For the past several months, I've been doing more work than usual with people who have been laid off from their jobs. I've listened to their stories of how the lay-offs occurred--usually in a brutally swift and cruel fashion--and been witness to their pain at having done all the right things, only to be told their services are no longer needed. It's heart-breaking, really, to see how they try to recover from this assault, accepting their disposability as inevitable in some ways.
I contrast this with the marketing messages we receive from companies and other organizations about the need to re-use and recycle. Inherent in this is the idea that we can be more responsible stewards of the earth's resources, finding ways to renew and re-use things, rather than throwing them away.
While this spirit seems to be alive and well when it comes to material goods, I don't see the same spirit animating our approach to people. But in my mind, "renewable and sustainable" isn't just about re-filling water bottles or recycling paper. I think it starts with seeing people as renewable resources, rather than as objects we use up and then throw away.
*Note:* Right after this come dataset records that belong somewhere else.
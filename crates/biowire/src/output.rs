use std::io::IsTerminal;
use std::time::{SystemTime, UNIX_EPOCH};

use biowire_frame::{KindCode, Message, SENSORS_PAYLOAD_SIZE};
use clap::ValueEnum;
use comfy_table::{presets::UTF8_FULL, ContentArrangement, Table};
use serde::Serialize;
use serde_json::{json, Value};

#[derive(Clone, Debug, Copy, PartialEq, Eq, ValueEnum)]
pub enum OutputFormat {
    Json,
    Table,
    Pretty,
}

impl OutputFormat {
    pub fn default_for_stdout() -> Self {
        if std::io::stdout().is_terminal() {
            Self::Table
        } else {
            Self::Json
        }
    }
}

#[derive(Serialize)]
struct MessageOutput<'a> {
    kind: &'a str,
    payload_size: usize,
    peer: &'a str,
    data: Value,
    timestamp: String,
}

pub fn print_message(message: &Message, peer: &str, format: OutputFormat) {
    let kind = message.kind();
    match format {
        OutputFormat::Json => {
            let out = MessageOutput {
                kind: kind.name(),
                payload_size: payload_size(message),
                peer,
                data: message_data(message),
                timestamp: now_unix_seconds(),
            };
            println!(
                "{}",
                serde_json::to_string(&out).unwrap_or_else(|_| "{}".to_string())
            );
        }
        OutputFormat::Table => {
            let mut table = Table::new();
            table
                .load_preset(UTF8_FULL)
                .set_content_arrangement(ContentArrangement::Dynamic)
                .set_header(vec!["KIND", "SIZE", "PEER", "CONTENT"])
                .add_row(vec![
                    kind.name().to_string(),
                    payload_size(message).to_string(),
                    peer.to_string(),
                    summary(message),
                ]);
            println!("{table}");
        }
        OutputFormat::Pretty => {
            println!(
                "kind={} ({}) size={} peer={} {}",
                kind.as_u8(),
                kind.name(),
                payload_size(message),
                peer,
                summary(message)
            );
        }
    }
}

/// Print the outcome of `biowire send`.
pub fn print_sent(kind: KindCode, server: &str, format: OutputFormat) {
    match format {
        OutputFormat::Json => {
            println!(
                "{}",
                json!({ "sent": kind.name(), "server": server, "timestamp": now_unix_seconds() })
            );
        }
        OutputFormat::Table => {
            let mut table = Table::new();
            table
                .load_preset(UTF8_FULL)
                .set_header(vec!["SENT", "SERVER"])
                .add_row(vec![kind.name(), server]);
            println!("{table}");
        }
        OutputFormat::Pretty => println!("sent {} to {server}", kind.name()),
    }
}

fn payload_size(message: &Message) -> usize {
    match message {
        Message::Chat(text) | Message::ClientInfo(text) | Message::ServerInfo(text) => text.len(),
        Message::Voice(window) => window.len(),
        Message::Sensors(_) => SENSORS_PAYLOAD_SIZE,
        Message::Settings(_) | Message::ProtocolInfo(_) => message
            .encode()
            .map(|frame| frame.payload.len())
            .unwrap_or(0),
    }
}

fn message_data(message: &Message) -> Value {
    match message {
        Message::Chat(text) | Message::ClientInfo(text) | Message::ServerInfo(text) => {
            Value::String(text.clone())
        }
        Message::Voice(window) => json!({ "bytes": window.len() }),
        Message::Sensors(data) => serde_json::to_value(data).unwrap_or(Value::Null),
        Message::Settings(settings) => serde_json::to_value(settings).unwrap_or(Value::Null),
        Message::ProtocolInfo(info) => serde_json::to_value(info).unwrap_or(Value::Null),
    }
}

fn summary(message: &Message) -> String {
    match message {
        Message::Chat(text) | Message::ClientInfo(text) | Message::ServerInfo(text) => {
            text.clone()
        }
        Message::Voice(window) => format!("<voice {} bytes>", window.len()),
        Message::Sensors(data) => format!(
            "temperature={} skin_resistance={} motion={} pulse={}",
            data.temperature, data.skin_resistance, data.motion, data.pulse
        ),
        Message::Settings(settings) => settings
            .iter()
            .map(|(key, value)| format!("{key}={value}"))
            .collect::<Vec<_>>()
            .join(", "),
        Message::ProtocolInfo(info) => format!("{} {}", info.protocol, info.version),
    }
}

fn now_unix_seconds() -> String {
    SystemTime::now()
        .duration_since(UNIX_EPOCH)
        .map(|d| d.as_secs().to_string())
        .unwrap_or_else(|_| "0".to_string())
}
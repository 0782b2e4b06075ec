use std::collections::VecDeque;
use std::sync::{Condvar, Mutex, MutexGuard};
use std::time::{Duration, Instant};

use bytes::Bytes;

#[derive(Default)]
struct QueueState {
    items: VecDeque<Bytes>,
    woken: bool,
}

/// FIFO of encoded frames awaiting the send loop.
///
/// Any thread may [`push`](Self::push); only the send loop pops.
#[derive(Default)]
pub struct OutboundQueue {
    state: Mutex<QueueState>,
    ready: Condvar,
}

impl OutboundQueue {
    pub fn new() -> Self {
        Self::default()
    }

    fn lock(&self) -> MutexGuard<'_, QueueState> {
        self.state.lock().unwrap_or_else(|e| e.into_inner())
    }

    /// Append an encoded frame and wake the consumer.
    pub fn push(&self, frame: Bytes) {
        self.lock().items.push_back(frame);
        self.ready.notify_one();
    }

    /// Pop the oldest frame, waiting up to `timeout` for one to arrive.
    ///
    /// Returns `None` on timeout or when [`wake`](Self::wake) was called.
    pub fn pop_timeout(&self, timeout: Duration) -> Option<Bytes> {
        let deadline = Instant::now() + timeout;
        let mut state = self.lock();
        loop {
            if let Some(frame) = state.items.pop_front() {
                return Some(frame);
            }
            if state.woken {
                state.woken = false;
                return None;
            }
            let now = Instant::now();
            if now >= deadline {
                return None;
            }
            state = self
                .ready
                .wait_timeout(state, deadline - now)
                .map(|(guard, _)| guard)
                .unwrap_or_else(|e| e.into_inner().0);
        }
    }

    /// Release a consumer blocked in [`pop_timeout`](Self::pop_timeout).
    pub fn wake(&self) {
        self.lock().woken = true;
        self.ready.notify_all();
    }

    /// Drop every pending frame.
    pub fn clear(&self) {
        let mut state = self.lock();
        state.items.clear();
        state.woken = false;
    }

    pub fn len(&self) -> usize {
        self.lock().items.len()
    }

    pub fn is_empty(&self) -> bool {
        self.lock().items.is_empty()
    }
}

impl std::fmt::Debug for OutboundQueue {
    fn fmt(&self, f: &mut std::fmt::Formatter<'_>) -> std::fmt::Result {
        f.debug_struct("OutboundQueue")
            .field("pending", &self.len())
            .finish()
    }
}
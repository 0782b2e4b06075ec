use crate::kind::KindCode;

/// Errors that can occur during frame encoding/decoding.
#[derive(Debug, thiserror::Error)]
pub enum FrameError {
    /// The kind byte is not a known wire kind.
    #[error("unknown frame kind 0x{0:02x}")]
    UnknownKind(u8),

    /// `KindCode::Unknown` was handed to the encoder.
    #[error("frame kind Unknown cannot be encoded")]
    UnencodableKind,

    /// The header carries a negative payload length.
    #[error("invalid frame length {0}")]
    InvalidLength(i32),

    /// The payload exceeds the configured maximum size.
    #[error("payload too large ({size} bytes, max {max})")]
    PayloadTooLarge { size: usize, max: usize },

    /// The payload does not match the schema for its kind.
    #[error("invalid {kind} payload: {reason}")]
    InvalidPayload { kind: KindCode, reason: String },

    /// A JSON-encoded payload failed to parse or serialize.
    #[error("json payload error: {0}")]
    Json(#[from] serde_json::Error),

    /// The assembler already failed and the stream position is lost.
    #[error("frame stream desynchronized by an earlier error")]
    Desynchronized,
}

impl FrameError {
    pub(crate) fn invalid(kind: KindCode, reason: impl Into<String>) -> Self {
        Self::InvalidPayload {
            kind,
            reason: reason.into(),
        }
    }
}

pub type Result<T> = std::result::Result<T, FrameError>;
I cannot tell you the damage this is doing to workers, this idea that you are only as good as the last thing you did for the company. I see people who have poured their hearts and souls into doing what they were asked to do, into "doing the right thing," only to be told that this wasn't enough. And we remove them from our institutions just as efficiently as we take out the trash, with little regard for the fact that these are human beings, many of whom have tied up much of their sense of self-worth in the work we are now telling them we no longer need them to do.
In the past, through this blog, I've focused on how we as individuals need to keep renewing and recycling ourselves through a process of lifelong learning and adapting to change. I still believe this is true. But I also believe that, through our institutions, we are doing great spiritual and emotional damage to ourselves by consistently communicating to people that they are disposable and that they are on their own in the process of recycling and renewing.
To torture my metaphor, we are treating people like garbage--throwing them into landfills and just letting them waste away there. We are doing nothing to provide them with the structures and resources and emotional supports that would help them go through that renewal process.
I've come to realize that part of the reason for my absence here has been that I'm grappling with what it means for me to support people in their careers when they are operating in an environment that so regularly communicates with them about their disposability. Yes, I can talk about positive professional development, but for most people, this is used to develop their capacities in service to organizations and institutions that are essentially sucking them dry. Once they've been used up, they are cast aside.
Somehow it feels almost immoral to me to advise people on how to play the game when the game is so clearly rigged against them.
I understand all the reasons for companies shedding jobs, including globalization and the impact that technology is having on work. But that doesn't excuse us from treating people decently. In fact, I would argue that it REQUIRES us to come up with better, more humane ways to treat people who are caught up in the winds of these changes.
I'm only beginning to grapple with where all of this leads me. I'm not sure that there are easy answers. But I do know that it is only in the calling out of what's really going on that we can start to find better ways to handle the changes we are dealing with.
For now, many of us can pretend like it won't happen to us, so it's easy for us to hide our heads in the sand. But I promise you, every person I've spoken with who's been laid off (many of them repeatedly) thought the same way you did. Like unplanned pregnancies or car accidents, a layoff is something that is going to happen to someone else. But increasingly, my friend, that is not true.
We owe it to ourselves and to each other to begin talking about what we need to do to bring humanity back into these transitions, to find ways to support all of us in being able to manage the renewal process. We can't treat people as disposable, as garbage for someone else to take care of. We have a responsibility to ourselves and to others to find better ways to help each other through these upheavals.